When Shabber was left out of the side after the defeat to Oman in the opening match of the Qualifier, he made his decision to leave.

“I understand people saying I am being investigated for corruption, but I have left because I am unhappy with all of this,” he said. “This has been building, building and building. I saw this tournament [the Qualifier] as a very good opportunity for me.

“Every time a tournament comes, it felt like I might be selected, I might not be selected. There has been a lot of pressure on me.

“This happened in the first game as well. I didn’t get runs, and they dropped me. I came home as I wanted to be with my family. I left my luggage [at the team hotel].

"I don’t want to see my kit, and I don’t want to play cricket again.”

Shabber is hopeful he will receive his end of service payment from the ECB, so he can repay his debts in the UAE, and says he does not know what he will do without cricket.

“At this point, all I know is that I don't want to play cricket, but alternatives for me are few in Pakistan right now,” he said. “Let's see. There is a God, so hopefully something will materialise.

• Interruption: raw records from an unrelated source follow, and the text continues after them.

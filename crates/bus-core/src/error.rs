//! # Bus Errors
//!
//! The dispatch core favors silent no-ops for caller misuse (out-of-range
//! handler removal, removing an absent broker subscription). The only
//! signaled failure is a registry lookup miss, which callers must be able
//! to distinguish from an existing-but-empty channel.

use thiserror::Error;

/// Errors from channel registry operations.
#[derive(Debug, Error, Clone, PartialEq, Eq)]
pub enum BusError {
    /// No channel is registered under the given name.
    #[error("No channel named '{name}' is registered on the bus")]
    ChannelNotFound {
        /// The name that was looked up.
        name: String,
    },
}
//! # Bus Bridge - Broker Collaborator Handles
//!
//! Handles representing live state on an external message broker. A
//! [`Connection`] stands for an open link to a broker; a [`Subscription`]
//! stands for one broker-side subscription reached over such a link.
//!
//! The channel dispatch core only records which subscriptions currently
//! back a channel. Wire protocol, authentication, and reconnection all
//! belong to the bridge layer that creates these handles.
//!
//! Identity comparisons are by `id` alone; two handles with the same id
//! refer to the same broker-side entity regardless of their other fields.

use serde::{Deserialize, Serialize};
use uuid::Uuid;

/// Handle for an open connection to an external broker.
#[derive(Debug, Clone, PartialEq, Eq, Serialize, Deserialize)]
pub struct Connection {
    /// Unique identity of this connection instance.
    pub id: Uuid,

    /// Broker endpoint this connection is attached to.
    pub broker_url: String,
}

impl Connection {
    /// Creates a handle for a connection to `broker_url`.
    #[must_use]
    pub fn new(broker_url: impl Into<String>) -> Self {
        Self {
            id: Uuid::new_v4(),
            broker_url: broker_url.into(),
        }
    }
}

/// Handle for a live broker-side subscription.
#[derive(Debug, Clone, PartialEq, Eq, Serialize, Deserialize)]
pub struct Subscription {
    /// Unique identity of this subscription instance.
    pub id: Uuid,

    /// Broker destination the subscription is bound to.
    pub destination: String,
}

impl Subscription {
    /// Creates a handle for a subscription to `destination`.
    #[must_use]
    pub fn new(destination: impl Into<String>) -> Self {
        Self {
            id: Uuid::new_v4(),
            destination: destination.into(),
        }
    }
}
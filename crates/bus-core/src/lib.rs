//! # Bus Core - Channel Dispatch Engine
//!
//! The heart of the bus: named channels fan messages out to local handlers
//! concurrently, track which external broker subscriptions currently back
//! them, and live in a concurrency-safe registry.
//!
//! ## Dispatch Model
//!
//! ```text
//! ┌──────────────┐   send(msg)    ┌─────────────────────────────┐
//! │  Publisher   │ ─────────────► │  Channel                    │
//! └──────────────┘                │  ├─ spawn handler task ───► │──► handler A
//!                                 │  ├─ spawn handler task ───► │──► handler B
//!                                 │  └─ spawn handler task ───► │──► handler C
//!                                 └─────────────────────────────┘
//!                                        │
//!                                        ▼  join().await
//!                                 all spawned tasks complete
//! ```
//!
//! `send` schedules one task per registered handler and returns
//! immediately; `join` lets a caller block until every task spawned by
//! in-flight sends has finished. Run-once handlers fire at most once and
//! are compacted out of the handler list on the next dispatch pass.
//!
//! ## Federation
//!
//! Channels can be marked `private` (never bridged) or `galactic`
//! (mirrored to a broker destination). The bridge layer reads these flags
//! and records its live broker subscriptions on the channel; the core
//! itself never talks to a broker.

// Allow in tests
#![cfg_attr(test, allow(clippy::unwrap_used))]
#![cfg_attr(test, allow(clippy::expect_used))]

pub mod bus;
pub mod channel;
pub mod error;
pub mod manager;

// Re-export main types
pub use bus::EventBus;
pub use channel::{Channel, ChannelEventHandler, HandlerFn};
pub use error::BusError;
pub use manager::ChannelManager;
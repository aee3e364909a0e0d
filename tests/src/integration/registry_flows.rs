//! # Registry and Federation Flows
//!
//! Channel creation and lookup through the manager atop the process-wide
//! bus, plus the broker-subscription bookkeeping the bridge layer drives.

#[cfg(test)]
mod tests {
    use std::sync::Arc;

    use bus_bridge::{Connection, Subscription};
    use bus_core::{BusError, ChannelManager, EventBus};

    use crate::init_test_logging;

    /// The concrete broker-subscription scenario: create a channel through
    /// the registry, record one subscription, check membership both ways,
    /// remove it, and check again.
    #[test]
    fn test_broker_subscription_membership_via_registry() {
        init_test_logging();
        let conn = Connection::new("tcp://broker:61613");
        let sub = Subscription::new("/topic/testing-broker-subs");
        let other_sub = Subscription::new("/topic/testing-broker-subs");

        let cm = ChannelManager::new(EventBus::global());
        let channel = cm.create_channel("testing-broker-subs");

        channel.add_broker_subscription(&conn, &sub);
        assert!(channel.is_broker_subscribed(&sub));
        assert!(!channel.is_broker_subscribed(&other_sub));

        channel.remove_broker_subscription(&sub);
        assert!(!channel.is_broker_subscribed(&sub));
    }

    /// "No such channel" is signaled distinctly from "channel exists with
    /// no handlers".
    #[test]
    fn test_not_found_is_distinct_from_empty_channel() {
        init_test_logging();
        let cm = ChannelManager::new(&EventBus::new());
        cm.create_channel("empty");

        let empty = cm.get_channel("empty").expect("channel exists");
        assert!(!empty.contains_handlers());

        assert_eq!(
            cm.get_channel("missing").err(),
            Some(BusError::ChannelNotFound {
                name: "missing".into()
            })
        );
    }

    /// Two managers on distinct buses keep independent registries.
    #[test]
    fn test_independent_buses_do_not_share_channels() {
        init_test_logging();
        let bus_a = EventBus::new();
        let bus_b = EventBus::new();

        bus_a.manager().create_channel("only-on-a");

        assert!(bus_a.manager().check_channel_exists("only-on-a"));
        assert!(!bus_b.manager().check_channel_exists("only-on-a"));
    }

    /// Reachability flags drive the bridge's decisions: a private channel
    /// stays private regardless of galactic state, since the flags are
    /// stored independently.
    #[test]
    fn test_reachability_flags_are_independent() {
        init_test_logging();
        let cm = ChannelManager::new(&EventBus::new());
        let channel = cm.create_channel("federated");

        channel.set_private(true);
        channel.set_galactic("/topic/federated");

        assert!(channel.is_private());
        assert!(channel.is_galactic());
        assert_eq!(channel.destination().as_deref(), Some("/topic/federated"));

        channel.set_local();
        assert!(channel.is_private());
        assert!(!channel.is_galactic());
    }

    /// Concurrent create_channel calls for one name settle on exactly one
    /// live instance registry-wide.
    #[tokio::test(flavor = "multi_thread", worker_threads = 4)]
    async fn test_registry_survives_concurrent_creation() {
        init_test_logging();
        let cm = Arc::new(ChannelManager::new(&EventBus::new()));

        let mut tasks = Vec::new();
        for _ in 0..32 {
            let cm = Arc::clone(&cm);
            tasks.push(tokio::spawn(async move { cm.create_channel("contended") }));
        }

        let mut created = Vec::new();
        for task in tasks {
            created.push(task.await.expect("task completed"));
        }

        assert_eq!(cm.channel_count(), 1);
        for channel in &created {
            assert!(Arc::ptr_eq(channel, &created[0]));
        }
    }

    /// Destroying a channel through the registry does not invalidate
    /// handles already held by callers.
    #[test]
    fn test_destroy_leaves_held_handles_working() {
        init_test_logging();
        let cm = ChannelManager::new(&EventBus::new());
        let held = cm.create_channel("short-lived");

        cm.destroy_channel("short-lived");
        assert!(!cm.check_channel_exists("short-lived"));

        // The held Arc still works for local bookkeeping.
        let conn = Connection::new("tcp://broker:61613");
        let sub = Subscription::new("/topic/short-lived");
        held.add_broker_subscription(&conn, &sub);
        assert!(held.is_broker_subscribed(&sub));
    }
}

“Of course, people rarely starve to death whatever their financial situations, so I think my family and I will survive.

“But I have nothing else right now. I just hope they [the ECB] understand the circumstances that led me to take such a decision.”

The ECB said they would not make a “formal” response until they have collected more information on the issue.

“Emirates Cricket are still in the process of gathering the facts into the bona fide reason for Shabber’s unexpected and untimely departure,” the ECB said in a statement.

The national team will advance to the second-phase of the Qualifier if they beat Canada at the Zayed Cricket Stadium on Sunday evening.